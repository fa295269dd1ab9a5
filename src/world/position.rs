use crate::search::{Cost, Direction};
use serde::{Deserialize, Serialize};
use std::fmt::{self, Display};

/// A cell coordinate. `(0, 0)` is the lower left corner of the rescue area,
/// `x` grows eastwards and `y` grows northwards.
#[derive(
    Debug, Clone, Copy, PartialEq, Eq, Hash, PartialOrd, Ord, Default, Serialize, Deserialize,
)]
pub struct Position {
    pub x: i32,
    pub y: i32,
}

impl Position {
    pub const fn new(x: i32, y: i32) -> Self {
        Self { x, y }
    }

    /// The neighbouring cell in the given direction. Does not check walls or
    /// grid bounds.
    pub fn step(self, direction: Direction) -> Self {
        let (dx, dy) = direction.vector();
        Self::new(self.x + dx, self.y + dy)
    }

    pub fn manhattan_distance(self, other: Position) -> Cost {
        self.x.abs_diff(other.x) + self.y.abs_diff(other.y)
    }

    pub fn euclidean_distance(self, other: Position) -> f64 {
        let dx = f64::from(self.x - other.x);
        let dy = f64::from(self.y - other.y);
        dx.hypot(dy)
    }
}

impl From<(i32, i32)> for Position {
    fn from((x, y): (i32, i32)) -> Self {
        Self::new(x, y)
    }
}

impl Display for Position {
    fn fmt(&self, f: &mut fmt::Formatter<'_>) -> fmt::Result {
        write!(f, "({}, {})", self.x, self.y)
    }
}

/// Anything that pins the rescuer to a cell, i.e. search states of the grid
/// problems.
pub trait Located {
    fn position(&self) -> Position;
}

impl Located for Position {
    fn position(&self) -> Position {
        *self
    }
}
mod multi_target_problem;
mod search_problem;
mod single_target_problem;
mod target_set;

pub use multi_target_problem::{MultiTargetProblem, MultiTargetState};
pub use search_problem::{GridProblem, ProblemName, SearchProblem, Successor};
pub use single_target_problem::{CostFn, SingleTargetOptions, SingleTargetProblem, VisitObserver};
pub use target_set::TargetSet;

▶ _What is needed_
Whenever a line in the entries holds the word "Display", copy that line.

▶ _Result for this task_
use std::fmt::{self, Display};
impl Display for Position {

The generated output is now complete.